◆ Data for this task:
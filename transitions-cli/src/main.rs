mod cli;

use anyhow::Result;
use clap::{Parser, Subcommand};
use cli::handlers::{self, RunArgs};
use transitions_core::models::LogLevel;
use transitions_core::services::init_logging;

#[derive(Parser)]
#[command(name = "transitions")]
#[command(version)]
#[command(about = "Run and track lifecycle transitions of inventory objects")]
#[command(
    help_template = "{name} - {version}\n{about}\n\n{usage-heading}\n  {usage}\n\n{all-args}{options}\n"
)]
struct Cli {
    /// Path to configuration file
    #[arg(long, global = true)]
    config: Option<String>,

    /// Override the configured log level (error, warn, info, debug, trace)
    #[arg(long, global = true)]
    log_level: Option<LogLevel>,

    #[command(subcommand)]
    command: Commands,
}

#[derive(Subcommand)]
enum Commands {
    /// Validate a definition file or directory
    Validate {
        /// Definition file or directory (default: configured definitions_dir)
        #[arg(short, long)]
        file: Option<String>,

        /// Output in JSON format
        #[arg(long)]
        json: bool,
    },

    /// List transition definitions
    ///
    /// Examples:
    ///   transitions list --kind back_office_asset
    ///   transitions list --kind back_office_asset --state damaged --actor alice --permission can_scrap
    List {
        #[arg(short, long)]
        file: Option<String>,

        /// Only definitions for this object kind
        #[arg(short, long)]
        kind: Option<String>,

        /// Only definitions applicable from this state (requires --kind)
        #[arg(short, long)]
        state: Option<String>,

        /// Only definitions this actor may run
        #[arg(long)]
        actor: Option<String>,

        /// Permissions held by --actor
        #[arg(long = "permission")]
        permissions: Vec<String>,

        /// Treat --actor as a superuser
        #[arg(long)]
        superuser: bool,

        #[arg(long)]
        json: bool,
    },

    /// Run a transition on one or more objects
    ///
    /// Action parameters are passed as `<action>__<param>=<value>`; values that
    /// parse as JSON keep their type.
    ///
    /// Examples:
    ///   transitions run deploy --object back_office_asset:1 --param assign_owner__owner=alice
    ///   transitions run reinstall --object server:db-1 --object server:db-2 --wait
    Run {
        /// Transition name
        transition: String,

        #[arg(short, long)]
        file: Option<String>,

        /// Target object as kind:id (repeatable)
        #[arg(short, long = "object", required = true)]
        objects: Vec<String>,

        /// Actor running the transition (default: configured default_actor)
        #[arg(long)]
        actor: Option<String>,

        /// Permissions held by the actor
        #[arg(long = "permission")]
        permissions: Vec<String>,

        #[arg(long)]
        superuser: bool,

        /// Parameter as key=value (repeatable)
        #[arg(short, long = "param")]
        params: Vec<String>,

        /// Print progress of asynchronous runs while waiting
        #[arg(short, long)]
        wait: bool,

        #[arg(long)]
        json: bool,
    },

    /// Finish runs left unfinished by an interrupted process
    ///
    /// Actions already recorded as succeeded are not repeated.
    Resume {
        #[arg(short, long)]
        file: Option<String>,

        #[arg(long)]
        json: bool,
    },

    /// Record the current state of an object
    SetState {
        /// Object as kind:id
        object: String,

        /// New state
        state: String,
    },

    /// Show the progress of a run
    Status {
        run_id: String,

        #[arg(long)]
        json: bool,
    },

    /// Wait until a run finishes
    Wait {
        run_id: String,

        /// Give up after this many seconds
        #[arg(short, long, default_value = "300")]
        timeout: u64,

        #[arg(long)]
        json: bool,
    },

    /// Show transition history
    History {
        /// Only history of this object (kind:id)
        #[arg(short, long)]
        object: Option<String>,

        #[arg(long)]
        json: bool,
    },

    /// Show run metrics
    Metrics {
        /// Only runs of this transition
        #[arg(short, long)]
        transition: Option<String>,

        #[arg(long)]
        json: bool,
    },

    /// Manage configuration
    Config {
        /// Write a default configuration file
        #[arg(long)]
        init: bool,
    },
}

#[tokio::main]
async fn main() -> Result<()> {
    let cli = Cli::parse();

    if let Commands::Config { init } = &cli.command {
        if *init {
            handlers::handle_config_init(cli.config.as_deref()).await?;
        } else {
            println!("Config command requires --init flag");
            println!("Usage: transitions config --init [--config PATH]");
        }
        return Ok(());
    }

    let mut config = handlers::load_configuration(cli.config.as_deref())?;
    if let Some(level) = cli.log_level {
        config.log_level = level;
    }
    if let Err(e) = init_logging(config.log_level) {
        eprintln!("⚠  Failed to initialize logging: {}", e);
    }

    let definitions = |file: Option<String>| {
        file.unwrap_or_else(|| config.definitions_dir.to_string_lossy().to_string())
    };

    match cli.command {
        Commands::Validate { file, json } => {
            handlers::handle_validate(definitions(file), json).await?;
        }
        Commands::List {
            file,
            kind,
            state,
            actor,
            permissions,
            superuser,
            json,
        } => {
            let actor = actor.map(|username| handlers::build_actor(username, permissions, superuser));
            handlers::handle_list(definitions(file), kind, state, actor, json).await?;
        }
        Commands::Run {
            transition,
            file,
            objects,
            actor,
            permissions,
            superuser,
            params,
            wait,
            json,
        } => {
            let args = RunArgs {
                file: definitions(file),
                transition,
                objects,
                actor,
                permissions,
                superuser,
                params,
                wait,
                json,
            };
            handlers::handle_run(&config, args).await?;
        }
        Commands::Resume { file, json } => {
            handlers::handle_resume(&config, definitions(file), json).await?;
        }
        Commands::SetState { object, state } => {
            handlers::handle_set_state(&config, object, state).await?;
        }
        Commands::Status { run_id, json } => {
            handlers::handle_status(&config, run_id, json).await?;
        }
        Commands::Wait {
            run_id,
            timeout,
            json,
        } => {
            handlers::handle_wait(&config, run_id, timeout, json).await?;
        }
        Commands::History { object, json } => {
            handlers::handle_history(&config, object, json).await?;
        }
        Commands::Metrics { transition, json } => {
            handlers::handle_metrics(&config, transition, json).await?;
        }
        Commands::Config { .. } => {}
    }

    Ok(())
}
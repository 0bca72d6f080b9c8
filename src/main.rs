#![allow(dead_code)]
#![warn(clippy::shadow_reuse, clippy::shadow_same, clippy::builtin_type_shadow)]

mod common;
mod config;
mod logger;
mod planning;
mod supervisor;

use common::grid::OccupancyGrid;
use common::state::State;
use common::vec2d::Vec2D;
use config::Config;
use planning::behavior::{Behavior, BehaviorKind, BehaviorSet};
use planning::planner::PlannerHandle;
use planning::reference_planner::{ReferencePlanner, SteeringGains};
use std::sync::Arc;
use supervisor::context::SupervisorContext;
use supervisor::signal::MoveOutcome;
use supervisor::signal::MoveFeedback;
use supervisor::supervisor::Supervisor;
use tokio_util::sync::CancellationToken;

fn behavior_set(config: &Config) -> BehaviorSet {
    let params = &config.params;
    let make = |kind| {
        let planner: Arc<dyn PlannerHandle> = Arc::new(ReferencePlanner::new(
            params.dt,
            params.velmax_pos,
            SteeringGains { k_pos: 1.0, k_theta: 2.0 },
            params.pointshoot_tol,
            800,
        ));
        Behavior::new(kind, planner)
    };
    BehaviorSet { car: make(BehaviorKind::Car), boat: make(BehaviorKind::Boat), escape: make(BehaviorKind::Escape) }
}

/// A 40x40m harbor basin, origin at its southwest corner, with a single
/// rectangular pier jutting from the north wall that the vehicle has to route
/// around on its way to the far shore.
fn harbor_grid() -> OccupancyGrid {
    let (width, height, res) = (80u32, 80u32, 0.5);
    let mut data = vec![0u8; (width * height) as usize];
    for row in 40..70 {
        for col in 30..50 {
            data[(row * width + col) as usize] = 255;
        }
    }
    OccupancyGrid::new(width, height, Vec2D::new(0.0, 0.0), res, data)
}

/// Simulates odometry by feeding the supervisor's own committed reference
/// back in as truth, the way a well-tracking vehicle would report it.
async fn odometry_loop(ctx: Arc<SupervisorContext>, preempt: CancellationToken) {
    loop {
        if preempt.is_cancelled() {
            return;
        }
        if let Some((seg, _)) = ctx.committed().await.as_ref() {
            let now = seg.param_at(chrono::Utc::now());
            ctx.set_state(seg.sample(now)).await;
        }
        tokio::time::sleep(std::time::Duration::from_millis(50)).await;
    }
}

#[tokio::main(flavor = "multi_thread", worker_threads = 4)]
async fn main() {
    let config = Config::from_env();
    let behaviors = behavior_set(&config);
    let ctx = Arc::new(SupervisorContext::new(config, behaviors));
    ctx.set_state(State::new(5.0, 5.0, 0.0, 0.0, 0.0, 0.0)).await;
    ctx.set_grid(harbor_grid()).await;

    let supervisor = Supervisor::new(ctx.clone());
    let preempt = CancellationToken::new();
    let odom = tokio::spawn(odometry_loop(ctx.clone(), preempt.clone()));

    let (feedback_tx, mut feedback_rx) = tokio::sync::mpsc::channel::<MoveFeedback>(16);
    let reporter = tokio::spawn(async move {
        while let Some(fb) = feedback_rx.recv().await {
            info!(
                "behavior={} tree_size={} reached_goal={} tracking={} next_chain_in={:.2}s",
                fb.behavior_name, fb.tree_size, fb.reached_goal, fb.tracking, fb.time_until_next_chain
            );
        }
    });

    info!("starting phase 0: drive across the harbor, around the pier");
    let goal = State::as_goal(Vec2D::new(35.0, 35.0), 0.0);
    let outcome = supervisor.mv(goal, "drive", None, preempt.clone(), feedback_tx.clone()).await;
    match outcome {
        MoveOutcome::Succeeded => info!("phase 0 complete: goal reached"),
        MoveOutcome::Preempted => warn!("phase 0 preempted"),
        MoveOutcome::Aborted(reason) => error!("phase 0 aborted: {reason}"),
    }

    info!("starting phase 1: hold station");
    let hold_outcome = supervisor.mv(State::ZERO, "hold", None, preempt.clone(), feedback_tx).await;
    info!("phase 1 outcome: {hold_outcome:?}");

    preempt.cancel();
    drop(odom);
    drop(reporter);
}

◆ Task brief: Search the listing for "params" and copy each line holding it.

◆ Solution:
        params: Vec<String>,
            params,
                params,
    let params = &config.params;
            params.dt,
            params.velmax_pos,
            params.pointshoot_tol,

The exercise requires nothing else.